My story with iPads begins two years ago, when my class and I won a regional contest sponsored by the Philadelphia Zoo, called the Unless Contest. The contest was all about spreading the word about recycling, global warming, energy efficiency, etc. We worked really hard and were super excited to be the grand prize winners. The reward was $2,500. I used that money to purchase four iPads for the classroom, which have been a huge blessing!
Note: Scroll down if you're looking for actionable advice on raising funds for technology in the classroom.
I work with kindergarden students at an inner-city school in Chester, Pennsylvania. A lot of my students come from households that are struggling financially and as a result, they aren't always exposed to technology. I think the lack of exposure is a huge disservice to my students because technology is an ever-increasing part of our lives and without it, vital lessons and teaching opportunities may be missed.
Technology, and all of it's advancements, are extremely important and ALL students should have access so they have an opportunity to be successful in the world of 21st Century Learning, and the 21st century job market they’ll face down the road!
When the four iPads arrived, I researched all of the best educational apps out there and loaded them onto the iPads. Then I interacted with all of the apps to ensure they were academically stimulating and appropriate.
After weeks of prep, I brought them in and unveiled them to my students. When I introduced them to the class, their reactions were priceless (think of audience members of Oprah's Favorite Things!) I knew they were going to be excited but I couldn't believe how excited they actually were. Their abundant enthusiasm far exceeded the reaction I was expecting.

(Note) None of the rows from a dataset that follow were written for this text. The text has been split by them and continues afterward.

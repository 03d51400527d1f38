//! # Suggest Subcommand
//!
//! Runs the heuristic suggestion engine over an example dataset or a
//! free-text description. The output is advisory; only an assessment
//! determines a dataset's classification.

use std::fmt::Write as _;
use std::path::PathBuf;

use anyhow::Result;
use clap::Args;
use dmo_classify::{DatasetProfile, Suggestion};

use crate::load_rules;

/// Arguments for `dmo suggest`.
#[derive(Args, Debug)]
pub struct SuggestArgs {
    /// Key of a built-in example dataset (see `dmo datasets`).
    #[arg(long, conflicts_with_all = ["name", "description", "fields"])]
    pub example: Option<String>,

    /// Dataset name.
    #[arg(long)]
    pub name: Option<String>,

    /// Dataset description.
    #[arg(long)]
    pub description: Option<String>,

    /// Field name. Repeatable.
    #[arg(long = "field")]
    pub fields: Vec<String>,

    /// YAML file overriding the built-in suggestion rules.
    #[arg(long)]
    pub rules: Option<PathBuf>,

    /// Print JSON instead of text.
    #[arg(long)]
    pub json: bool,
}

impl SuggestArgs {
    pub fn profile(&self) -> DatasetProfile {
        match &self.example {
            Some(key) => DatasetProfile::example(key.clone()),
            None => DatasetProfile::custom(
                self.name.clone(),
                self.description.clone(),
                self.fields.clone(),
            ),
        }
    }
}

pub fn run_suggest(args: &SuggestArgs) -> Result<u8> {
    let rules = load_rules(args.rules.as_deref())?;
    let profile = args.profile();
    profile.validate()?;
    let suggestion = rules.suggest(&profile.descriptor_text()?);
    tracing::debug!(matches = suggestion.match_count, "suggestion computed");

    if args.json {
        println!("{}", serde_json::to_string_pretty(&suggestion)?);
    } else {
        println!("{}", render_suggestion(&suggestion)?);
    }
    Ok(0)
}

pub fn render_suggestion(suggestion: &Suggestion) -> Result<String> {
    let mut out = String::new();
    writeln!(out, "Suggested level: {} (advisory)", suggestion.suggested_level.label())?;
    writeln!(out, "Category: {}", suggestion.category)?;
    writeln!(
        out,
        "Risk score: {:.2} ({} indicators matched)",
        suggestion.risk_score, suggestion.match_count
    )?;
    if suggestion.indicators.is_empty() {
        write!(out, "No sensitivity indicators found.")?;
    } else {
        writeln!(out, "Indicators:")?;
        for indicator in &suggestion.indicators {
            writeln!(out, "  - {indicator}")?;
        }
    }
    Ok(out.trim_end().to_string())
}

#[cfg(test)]
mod tests {
    use super::*;
    use clap::Parser;

    #[derive(Parser)]
    struct TestCli {
        #[command(flatten)]
        args: SuggestArgs,
    }

    fn parse(argv: &[&str]) -> Result<SuggestArgs, clap::Error> {
        let mut full = vec!["dmo"];
        full.extend_from_slice(argv);
        TestCli::try_parse_from(full).map(|c| c.args)
    }

    #[test]
    fn example_flag_builds_example_profile() {
        let args = parse(&["--example", "hr_payroll"]).unwrap();
        assert_eq!(args.profile(), DatasetProfile::example("hr_payroll"));
    }

    #[test]
    fn free_text_flags_build_custom_profile() {
        let args = parse(&[
            "--name",
            "Patients",
            "--field",
            "Diagnosis",
            "--field",
            "Full Name",
        ])
        .unwrap();
        assert_eq!(
            args.profile(),
            DatasetProfile::custom(
                Some("Patients".into()),
                None,
                vec!["Diagnosis".into(), "Full Name".into()]
            )
        );
    }

    #[test]
    fn example_conflicts_with_free_text() {
        assert!(parse(&["--example", "hr_payroll", "--name", "x"]).is_err());
    }

    #[test]
    fn text_rendering_marks_output_advisory() {
        let suggestion = dmo_classify::suggest("HR Payroll Dataset salary bank account tax");
        let text = render_suggestion(&suggestion).unwrap();
        assert!(text.starts_with("Suggested level: SECRET (advisory)"));
        assert!(text.contains("Category: HR"));
        assert!(text.contains("  - financial: salary"));
    }

    #[test]
    fn text_rendering_without_indicators() {
        let suggestion = dmo_classify::suggest("weather observations");
        let text = render_suggestion(&suggestion).unwrap();
        assert!(text.starts_with("Suggested level: PUBLIC"));
        assert!(text.ends_with("No sensitivity indicators found."));
    }

    #[test]
    fn unknown_example_fails() {
        let args = parse(&["--example", "nope"]).unwrap();
        assert!(run_suggest(&args).is_err());
    }
}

How we incorporated iPads into the classroom
At that moment, I knew I’d made the right decision to use the reward money for technology in our classroom. Together, we created an anchor chart to set the expectations for how we were going to use the iPads. My students know when they are using the iPads during work station time that they must be using educational apps only (though I did load other fun apps on as rewards or for dismissal time and indoor recess). Other uses for our iPads are for small group research and activities like guided reading, Math (simple problem solving), Social Studies, and Science.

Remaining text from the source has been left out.